▶ [Problem details]: If a line in the listing includes the word "usize", copy it out.
▼
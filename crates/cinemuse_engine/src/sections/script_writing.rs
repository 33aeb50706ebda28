//! Scene beat and dialogue generation.

use crate::pacing::Pacing;
use crate::vocabulary::{self, capitalize, pick};
use cinemuse_core::{DialogueLine, GenerationSettings, NormalizedConcept, SceneBeat};

/// Generate scene beats with dialogue for the script outline.
pub fn generate(concept: &NormalizedConcept, settings: &GenerationSettings) -> Vec<SceneBeat> {
    let pacing = Pacing::for_length(*settings.target_length());
    let base = vocabulary::seed(concept.lowercase());
    let intensity = *settings.intensity();
    let era = *settings.era();

    let protagonist = format!("THE {}", concept.primary_keyword().to_uppercase());

    (0..pacing.scenes)
        .map(|i| {
            let image = pick(vocabulary::imagery(era), base + i);
            let adjective = pick(vocabulary::adjectives(intensity), base + i);
            let register = pick(vocabulary::registers(intensity), base + i);
            let counterpart = pick(vocabulary::counterparts(era), base + i);
            let time = pick(vocabulary::SCENE_TIMES, base + i);

            let setting = if i % 2 == 0 { "INT" } else { "EXT" };
            let slugline = format!("{setting}. {} - {time}", image.to_uppercase());

            let description = format!(
                "{} light settles over {image} as {concept} edges closer to what they came for.",
                capitalize(adjective),
                concept = concept.lowercase()
            );

            let dialogue = vec![
                DialogueLine::new(
                    protagonist.clone(),
                    format!(
                        "I keep telling myself this is about {}. It stopped being that a while ago.",
                        pick_keyword(concept, i)
                    ),
                    register.to_string(),
                ),
                DialogueLine::new(
                    counterpart.to_string(),
                    "Then say what it is about. Out loud. While you still can.".to_string(),
                    pick(vocabulary::registers(intensity), base + i + 1).to_string(),
                ),
            ];

            SceneBeat::new(slugline, description, register.to_string(), dialogue)
        })
        .collect()
}

fn pick_keyword(concept: &NormalizedConcept, index: usize) -> &str {
    &concept.keywords()[index % concept.keywords().len()]
}
use cinemuse_core::{
    ContentSection, Era, GeneratedMovieContent, GenerationSettings, Intensity, SAMPLE_CONCEPT,
    TargetLength,
};
use cinemuse_engine::generate_movie_content;
use strum::IntoEnumIterator;

fn cardinality(document: &GeneratedMovieContent, section: ContentSection) -> usize {
    match section {
        ContentSection::StoryIdeas => document.story_ideas.len(),
        ContentSection::ScriptWriting => document.script_writing.len(),
        ContentSection::VisualPlanning => document.visual_planning.len(),
        ContentSection::ShotList => document.shot_list.len(),
        ContentSection::Voiceover => document.voiceover.len(),
        ContentSection::PosterPrompts => document.poster_prompts.len(),
        ContentSection::VideoPrompts => document.video_prompts.len(),
        ContentSection::Social => {
            document.social.titles.len()
                + document.social.captions.len()
                + document.social.tags.len()
        }
    }
}

#[test]
fn generation_is_deterministic() {
    let settings = GenerationSettings::default();
    let first = generate_movie_content(SAMPLE_CONCEPT, &settings);
    let second = generate_movie_content(SAMPLE_CONCEPT, &settings);
    assert_eq!(first, second);
}

#[test]
fn every_dial_combination_fills_every_section() {
    for intensity in Intensity::iter() {
        for era in Era::iter() {
            for length in TargetLength::iter() {
                let settings = GenerationSettings::new(intensity, era, length);
                let document = generate_movie_content("a heist inside a dream", &settings);
                for section in ContentSection::iter() {
                    assert!(
                        !document.section_is_empty(section),
                        "empty {section:?} for {intensity:?}/{era:?}/{length:?}"
                    );
                }
            }
        }
    }
}

#[test]
fn empty_concept_still_generates() {
    let document = generate_movie_content("   ", &GenerationSettings::default());
    for section in ContentSection::iter() {
        assert!(!document.section_is_empty(section));
    }
    // The fallback phrase flows into the templates
    assert!(
        document
            .voiceover
            .iter()
            .any(|paragraph| paragraph.contains("a story waiting to be told"))
    );
}

#[test]
fn series_is_never_shorter_than_short() {
    for intensity in Intensity::iter() {
        for era in Era::iter() {
            let short = generate_movie_content(
                SAMPLE_CONCEPT,
                &GenerationSettings::new(intensity, era, TargetLength::Short),
            );
            let series = generate_movie_content(
                SAMPLE_CONCEPT,
                &GenerationSettings::new(intensity, era, TargetLength::Series),
            );
            for section in ContentSection::iter() {
                assert!(
                    cardinality(&series, section) >= cardinality(&short, section),
                    "series {section:?} shrank for {intensity:?}/{era:?}"
                );
            }
        }
    }
}

#[test]
fn output_references_the_concept() {
    let settings = GenerationSettings::new(Intensity::Epic, Era::Futuristic, TargetLength::Feature);
    let document = generate_movie_content(SAMPLE_CONCEPT, &settings);

    assert!(
        document
            .story_ideas
            .iter()
            .any(|idea| idea.summary.contains("cartographer"))
    );
    assert!(
        document
            .shot_list
            .iter()
            .any(|shot| !shot.duration.is_empty())
    );
    // Durations are timecode-like: "m:ss"
    for shot in &document.shot_list {
        let (minutes, seconds) = shot.duration.split_once(':').expect("duration format");
        assert!(minutes.chars().all(|c| c.is_ascii_digit()));
        assert_eq!(seconds.len(), 2);
        assert!(seconds.chars().all(|c| c.is_ascii_digit()));
    }
}

#[test]
fn dials_change_the_output() {
    let concept = SAMPLE_CONCEPT;
    let epic = generate_movie_content(
        concept,
        &GenerationSettings::new(Intensity::Epic, Era::Futuristic, TargetLength::Feature),
    );
    let dreamy = generate_movie_content(
        concept,
        &GenerationSettings::new(Intensity::Dreamy, Era::Futuristic, TargetLength::Feature),
    );
    let period = generate_movie_content(
        concept,
        &GenerationSettings::new(Intensity::Epic, Era::Period, TargetLength::Feature),
    );

    assert_ne!(epic, dreamy);
    assert_ne!(epic, period);
}

#[test]
fn different_concepts_draw_different_fragments() {
    let settings = GenerationSettings::default();
    let cartographer = generate_movie_content(SAMPLE_CONCEPT, &settings);
    let lighthouse =
        generate_movie_content("a lighthouse keeper who trades memories", &settings);
    assert_ne!(cartographer, lighthouse);
}

#[test]
fn document_round_trips_through_json() {
    let document = generate_movie_content(SAMPLE_CONCEPT, &GenerationSettings::default());
    let json = serde_json::to_string(&document).unwrap();
    let back: GeneratedMovieContent = serde_json::from_str(&json).unwrap();
    assert_eq!(back, document);
}

#[test]
fn scene_beats_carry_dialogue() {
    let document = generate_movie_content(SAMPLE_CONCEPT, &GenerationSettings::default());
    for beat in &document.script_writing {
        assert!(!beat.slugline.is_empty());
        assert!(!beat.dialogue.is_empty());
        for line in &beat.dialogue {
            assert!(!line.character.is_empty());
            assert!(!line.line.is_empty());
            assert!(!line.subtext.is_empty());
        }
    }
}

#[test]
fn social_tags_are_hashtagged() {
    let document = generate_movie_content(SAMPLE_CONCEPT, &GenerationSettings::default());
    assert!(!document.social.tags.is_empty());
    for tag in &document.social.tags {
        assert!(tag.starts_with('#'), "tag without hash: {tag}");
        assert!(!tag.contains(' '));
    }
    // Concept keywords surface as tags
    assert!(document.social.tags.iter().any(|t| t == "#cartographer"));
}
▲
▶ [Response for this exercise]:
fn pick_keyword(concept: &NormalizedConcept, index: usize) -> &str {
fn cardinality(document: &GeneratedMovieContent, section: ContentSection) -> usize {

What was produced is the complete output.